> EXERCISE AIM
Answer with a number only, stating how many lines of the records hold the word "iter".
-- RECORDS SUPPLIED follows --
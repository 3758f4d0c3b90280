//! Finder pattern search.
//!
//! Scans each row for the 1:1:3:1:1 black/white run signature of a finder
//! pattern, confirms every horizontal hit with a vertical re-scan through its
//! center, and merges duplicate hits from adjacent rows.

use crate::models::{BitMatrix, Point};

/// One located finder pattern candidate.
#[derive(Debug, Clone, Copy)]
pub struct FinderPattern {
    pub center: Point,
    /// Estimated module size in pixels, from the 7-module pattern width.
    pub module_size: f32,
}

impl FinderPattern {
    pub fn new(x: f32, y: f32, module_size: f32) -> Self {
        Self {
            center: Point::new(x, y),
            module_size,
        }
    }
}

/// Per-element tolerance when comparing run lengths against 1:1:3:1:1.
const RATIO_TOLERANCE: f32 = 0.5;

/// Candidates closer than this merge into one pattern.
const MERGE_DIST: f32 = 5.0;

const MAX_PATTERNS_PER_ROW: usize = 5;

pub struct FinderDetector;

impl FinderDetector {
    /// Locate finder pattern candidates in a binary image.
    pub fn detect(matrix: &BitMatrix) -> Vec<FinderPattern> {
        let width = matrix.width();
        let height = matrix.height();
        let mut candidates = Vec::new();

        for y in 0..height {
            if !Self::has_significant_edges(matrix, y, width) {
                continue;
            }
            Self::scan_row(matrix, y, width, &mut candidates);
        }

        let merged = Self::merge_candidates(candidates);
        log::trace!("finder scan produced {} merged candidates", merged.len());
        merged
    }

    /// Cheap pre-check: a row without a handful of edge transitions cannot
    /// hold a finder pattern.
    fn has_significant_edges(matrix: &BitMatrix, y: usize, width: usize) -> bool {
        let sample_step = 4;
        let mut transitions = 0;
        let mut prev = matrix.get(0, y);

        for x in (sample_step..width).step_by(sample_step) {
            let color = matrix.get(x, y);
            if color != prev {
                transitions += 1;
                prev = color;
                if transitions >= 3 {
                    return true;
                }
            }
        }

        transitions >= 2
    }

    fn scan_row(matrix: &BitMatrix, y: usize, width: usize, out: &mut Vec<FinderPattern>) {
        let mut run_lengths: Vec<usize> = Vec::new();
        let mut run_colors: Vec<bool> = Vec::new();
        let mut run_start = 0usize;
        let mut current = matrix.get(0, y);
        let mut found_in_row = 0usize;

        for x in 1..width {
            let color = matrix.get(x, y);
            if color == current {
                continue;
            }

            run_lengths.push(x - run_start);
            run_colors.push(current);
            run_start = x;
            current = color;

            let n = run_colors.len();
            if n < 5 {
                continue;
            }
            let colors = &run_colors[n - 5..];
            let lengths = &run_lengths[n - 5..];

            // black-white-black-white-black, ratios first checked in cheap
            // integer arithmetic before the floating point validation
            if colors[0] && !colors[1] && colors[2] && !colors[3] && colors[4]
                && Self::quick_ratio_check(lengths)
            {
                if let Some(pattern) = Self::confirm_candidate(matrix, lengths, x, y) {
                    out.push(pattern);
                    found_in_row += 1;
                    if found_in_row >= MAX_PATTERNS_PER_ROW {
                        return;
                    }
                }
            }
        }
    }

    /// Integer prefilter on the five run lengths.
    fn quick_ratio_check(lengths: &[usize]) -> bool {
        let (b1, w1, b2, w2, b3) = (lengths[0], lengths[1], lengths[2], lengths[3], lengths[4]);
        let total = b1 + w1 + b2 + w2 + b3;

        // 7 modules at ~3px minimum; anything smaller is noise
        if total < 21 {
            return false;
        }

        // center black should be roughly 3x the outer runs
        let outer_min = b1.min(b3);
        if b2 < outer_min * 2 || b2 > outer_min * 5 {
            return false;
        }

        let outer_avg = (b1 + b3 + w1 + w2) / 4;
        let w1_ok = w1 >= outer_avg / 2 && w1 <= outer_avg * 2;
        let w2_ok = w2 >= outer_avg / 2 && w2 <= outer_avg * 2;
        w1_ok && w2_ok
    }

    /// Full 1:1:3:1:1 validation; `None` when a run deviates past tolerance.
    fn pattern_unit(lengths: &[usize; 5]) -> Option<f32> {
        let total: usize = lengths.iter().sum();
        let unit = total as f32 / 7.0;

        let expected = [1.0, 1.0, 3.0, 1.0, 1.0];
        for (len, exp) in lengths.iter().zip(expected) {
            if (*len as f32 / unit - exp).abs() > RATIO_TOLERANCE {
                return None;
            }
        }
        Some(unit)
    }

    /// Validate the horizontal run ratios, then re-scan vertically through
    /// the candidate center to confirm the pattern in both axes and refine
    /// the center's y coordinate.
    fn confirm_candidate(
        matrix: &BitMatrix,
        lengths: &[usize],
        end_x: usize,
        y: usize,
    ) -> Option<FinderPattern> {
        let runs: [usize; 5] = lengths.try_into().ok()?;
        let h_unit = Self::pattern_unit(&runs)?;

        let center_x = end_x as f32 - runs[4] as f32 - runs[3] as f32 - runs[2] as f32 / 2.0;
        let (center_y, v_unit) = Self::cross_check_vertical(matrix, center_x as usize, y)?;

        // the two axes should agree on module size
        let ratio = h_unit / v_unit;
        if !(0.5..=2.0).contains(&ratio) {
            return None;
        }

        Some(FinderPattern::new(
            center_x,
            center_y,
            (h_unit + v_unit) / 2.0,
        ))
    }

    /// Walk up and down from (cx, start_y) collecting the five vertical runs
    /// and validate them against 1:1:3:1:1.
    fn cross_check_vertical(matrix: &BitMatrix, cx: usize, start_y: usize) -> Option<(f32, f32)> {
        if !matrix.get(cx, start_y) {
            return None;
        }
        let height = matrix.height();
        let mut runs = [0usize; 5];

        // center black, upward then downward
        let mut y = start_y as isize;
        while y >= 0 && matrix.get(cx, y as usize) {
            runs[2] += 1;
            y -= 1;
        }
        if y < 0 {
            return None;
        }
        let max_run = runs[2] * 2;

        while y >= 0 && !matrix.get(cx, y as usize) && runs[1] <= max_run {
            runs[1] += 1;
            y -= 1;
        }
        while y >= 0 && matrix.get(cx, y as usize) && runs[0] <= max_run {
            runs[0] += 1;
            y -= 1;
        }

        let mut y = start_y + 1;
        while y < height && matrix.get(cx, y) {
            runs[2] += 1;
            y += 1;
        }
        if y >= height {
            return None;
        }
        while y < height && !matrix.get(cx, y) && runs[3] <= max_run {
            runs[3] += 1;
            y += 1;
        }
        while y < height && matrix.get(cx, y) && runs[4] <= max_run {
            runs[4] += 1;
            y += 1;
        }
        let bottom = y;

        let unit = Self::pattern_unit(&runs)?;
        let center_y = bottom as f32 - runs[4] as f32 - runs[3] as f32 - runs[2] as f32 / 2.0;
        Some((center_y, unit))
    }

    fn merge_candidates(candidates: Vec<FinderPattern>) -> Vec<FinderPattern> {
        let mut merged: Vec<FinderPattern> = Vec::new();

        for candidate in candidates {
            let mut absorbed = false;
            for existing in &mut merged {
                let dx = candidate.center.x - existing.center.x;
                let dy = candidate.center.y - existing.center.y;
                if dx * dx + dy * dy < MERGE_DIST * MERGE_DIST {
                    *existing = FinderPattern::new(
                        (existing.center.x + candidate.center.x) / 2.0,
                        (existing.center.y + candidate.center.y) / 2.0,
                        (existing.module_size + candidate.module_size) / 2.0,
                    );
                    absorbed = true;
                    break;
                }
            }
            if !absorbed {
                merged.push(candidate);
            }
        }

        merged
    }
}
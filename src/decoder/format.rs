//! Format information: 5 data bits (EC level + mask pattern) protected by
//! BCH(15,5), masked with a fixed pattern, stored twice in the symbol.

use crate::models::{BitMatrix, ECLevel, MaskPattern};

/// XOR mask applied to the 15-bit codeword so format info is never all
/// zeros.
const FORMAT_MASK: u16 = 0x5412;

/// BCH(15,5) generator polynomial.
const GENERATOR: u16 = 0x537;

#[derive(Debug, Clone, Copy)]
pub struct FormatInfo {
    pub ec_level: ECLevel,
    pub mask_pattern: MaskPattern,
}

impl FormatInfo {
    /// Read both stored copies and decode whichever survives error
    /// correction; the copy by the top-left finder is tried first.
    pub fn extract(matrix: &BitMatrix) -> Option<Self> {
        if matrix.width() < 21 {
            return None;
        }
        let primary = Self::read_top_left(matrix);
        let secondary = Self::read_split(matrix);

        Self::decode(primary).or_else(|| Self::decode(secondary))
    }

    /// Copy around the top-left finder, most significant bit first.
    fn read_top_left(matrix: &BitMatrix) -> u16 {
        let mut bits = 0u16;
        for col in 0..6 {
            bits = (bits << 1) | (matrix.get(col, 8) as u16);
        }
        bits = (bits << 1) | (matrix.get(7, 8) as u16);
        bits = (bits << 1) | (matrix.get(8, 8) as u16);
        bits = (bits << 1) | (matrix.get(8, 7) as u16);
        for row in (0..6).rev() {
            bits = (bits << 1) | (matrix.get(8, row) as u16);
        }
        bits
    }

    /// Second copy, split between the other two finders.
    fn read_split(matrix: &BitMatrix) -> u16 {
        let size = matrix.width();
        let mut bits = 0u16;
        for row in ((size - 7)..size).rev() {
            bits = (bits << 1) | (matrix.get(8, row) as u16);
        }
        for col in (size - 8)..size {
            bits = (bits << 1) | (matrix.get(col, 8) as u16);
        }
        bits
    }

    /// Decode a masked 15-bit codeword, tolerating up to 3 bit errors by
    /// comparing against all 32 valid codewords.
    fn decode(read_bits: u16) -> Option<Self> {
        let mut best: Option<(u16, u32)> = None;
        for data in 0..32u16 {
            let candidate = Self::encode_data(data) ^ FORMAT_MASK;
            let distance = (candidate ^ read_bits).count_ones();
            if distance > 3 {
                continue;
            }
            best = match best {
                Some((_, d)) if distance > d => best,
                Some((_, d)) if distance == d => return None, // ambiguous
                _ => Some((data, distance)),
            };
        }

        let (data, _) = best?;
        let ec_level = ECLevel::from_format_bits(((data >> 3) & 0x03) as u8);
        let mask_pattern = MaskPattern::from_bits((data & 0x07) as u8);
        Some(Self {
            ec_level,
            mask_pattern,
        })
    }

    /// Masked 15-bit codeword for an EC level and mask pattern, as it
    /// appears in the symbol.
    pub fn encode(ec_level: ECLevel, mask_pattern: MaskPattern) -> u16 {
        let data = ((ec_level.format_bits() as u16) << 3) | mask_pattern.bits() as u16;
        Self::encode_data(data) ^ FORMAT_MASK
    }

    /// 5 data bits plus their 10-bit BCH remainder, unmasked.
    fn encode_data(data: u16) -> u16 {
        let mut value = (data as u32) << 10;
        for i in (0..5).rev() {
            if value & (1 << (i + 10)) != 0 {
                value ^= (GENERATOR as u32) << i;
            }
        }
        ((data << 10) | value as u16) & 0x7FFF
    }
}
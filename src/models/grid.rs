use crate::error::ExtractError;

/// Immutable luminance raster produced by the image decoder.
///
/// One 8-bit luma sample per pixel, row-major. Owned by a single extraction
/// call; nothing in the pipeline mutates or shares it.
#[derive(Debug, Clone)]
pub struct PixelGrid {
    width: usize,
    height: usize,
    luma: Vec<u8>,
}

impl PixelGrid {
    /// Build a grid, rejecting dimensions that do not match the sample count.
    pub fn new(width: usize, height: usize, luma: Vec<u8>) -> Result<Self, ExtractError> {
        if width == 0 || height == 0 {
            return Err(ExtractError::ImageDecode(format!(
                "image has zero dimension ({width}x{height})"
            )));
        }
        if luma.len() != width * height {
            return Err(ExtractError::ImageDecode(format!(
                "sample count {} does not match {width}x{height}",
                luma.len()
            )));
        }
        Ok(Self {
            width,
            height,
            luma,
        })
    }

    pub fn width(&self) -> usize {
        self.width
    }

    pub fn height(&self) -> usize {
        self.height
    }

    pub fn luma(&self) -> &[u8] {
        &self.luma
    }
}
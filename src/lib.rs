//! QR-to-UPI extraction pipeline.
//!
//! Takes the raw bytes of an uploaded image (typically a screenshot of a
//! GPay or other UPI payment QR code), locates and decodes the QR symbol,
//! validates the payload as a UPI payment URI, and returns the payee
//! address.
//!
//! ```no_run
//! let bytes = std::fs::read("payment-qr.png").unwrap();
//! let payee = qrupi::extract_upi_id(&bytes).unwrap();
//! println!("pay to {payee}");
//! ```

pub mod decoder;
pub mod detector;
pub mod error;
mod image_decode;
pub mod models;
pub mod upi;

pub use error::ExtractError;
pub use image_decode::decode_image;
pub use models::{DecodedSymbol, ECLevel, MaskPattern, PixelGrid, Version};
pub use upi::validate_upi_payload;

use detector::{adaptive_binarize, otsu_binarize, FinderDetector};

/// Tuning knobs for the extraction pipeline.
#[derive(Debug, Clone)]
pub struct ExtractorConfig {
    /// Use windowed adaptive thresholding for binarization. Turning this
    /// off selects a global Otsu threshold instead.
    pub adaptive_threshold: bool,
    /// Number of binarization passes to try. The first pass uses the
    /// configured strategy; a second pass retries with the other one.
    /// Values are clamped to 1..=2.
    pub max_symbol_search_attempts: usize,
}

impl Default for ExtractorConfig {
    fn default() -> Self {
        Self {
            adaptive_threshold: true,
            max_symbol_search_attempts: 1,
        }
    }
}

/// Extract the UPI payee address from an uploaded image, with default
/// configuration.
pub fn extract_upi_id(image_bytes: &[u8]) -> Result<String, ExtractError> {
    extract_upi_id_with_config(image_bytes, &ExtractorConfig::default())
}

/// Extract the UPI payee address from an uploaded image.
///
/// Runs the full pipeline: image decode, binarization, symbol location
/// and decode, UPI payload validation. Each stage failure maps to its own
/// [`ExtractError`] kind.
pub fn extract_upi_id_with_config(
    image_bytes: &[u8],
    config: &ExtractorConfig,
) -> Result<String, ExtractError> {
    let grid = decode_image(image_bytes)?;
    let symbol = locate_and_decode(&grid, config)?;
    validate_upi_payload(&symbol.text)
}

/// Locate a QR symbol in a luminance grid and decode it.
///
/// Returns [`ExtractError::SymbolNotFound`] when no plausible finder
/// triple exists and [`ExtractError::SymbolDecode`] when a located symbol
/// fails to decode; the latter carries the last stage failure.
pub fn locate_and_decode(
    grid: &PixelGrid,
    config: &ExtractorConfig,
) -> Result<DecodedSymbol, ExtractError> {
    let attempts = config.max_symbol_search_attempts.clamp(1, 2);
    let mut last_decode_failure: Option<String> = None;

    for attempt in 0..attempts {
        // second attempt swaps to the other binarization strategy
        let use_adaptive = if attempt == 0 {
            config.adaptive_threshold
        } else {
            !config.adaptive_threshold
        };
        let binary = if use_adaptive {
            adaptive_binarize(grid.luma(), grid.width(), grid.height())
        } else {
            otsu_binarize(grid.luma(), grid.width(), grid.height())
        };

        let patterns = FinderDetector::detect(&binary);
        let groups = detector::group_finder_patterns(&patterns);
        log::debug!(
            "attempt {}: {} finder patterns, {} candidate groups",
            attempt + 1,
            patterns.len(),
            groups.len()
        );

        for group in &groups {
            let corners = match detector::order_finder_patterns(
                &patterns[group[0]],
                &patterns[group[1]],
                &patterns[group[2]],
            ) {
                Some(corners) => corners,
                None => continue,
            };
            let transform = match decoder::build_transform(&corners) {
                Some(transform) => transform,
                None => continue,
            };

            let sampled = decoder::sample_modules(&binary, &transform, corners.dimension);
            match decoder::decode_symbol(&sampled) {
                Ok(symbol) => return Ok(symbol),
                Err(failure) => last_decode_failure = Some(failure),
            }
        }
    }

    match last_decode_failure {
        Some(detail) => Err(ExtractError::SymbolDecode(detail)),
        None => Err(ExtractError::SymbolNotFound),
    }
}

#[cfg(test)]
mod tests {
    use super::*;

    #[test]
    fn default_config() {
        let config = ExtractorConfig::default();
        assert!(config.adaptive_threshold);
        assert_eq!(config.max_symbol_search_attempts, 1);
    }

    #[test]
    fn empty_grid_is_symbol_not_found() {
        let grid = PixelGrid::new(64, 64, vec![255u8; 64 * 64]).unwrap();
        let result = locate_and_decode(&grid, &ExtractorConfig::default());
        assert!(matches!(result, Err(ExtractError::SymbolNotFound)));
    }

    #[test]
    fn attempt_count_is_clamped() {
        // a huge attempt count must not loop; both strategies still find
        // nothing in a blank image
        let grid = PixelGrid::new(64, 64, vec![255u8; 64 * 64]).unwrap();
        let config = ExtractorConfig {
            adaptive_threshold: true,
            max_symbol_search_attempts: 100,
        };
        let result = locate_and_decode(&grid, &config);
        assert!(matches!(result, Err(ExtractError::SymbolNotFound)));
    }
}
-- RECORDS SUPPLIED concluded --
> ANSWER TO THIS TASK
2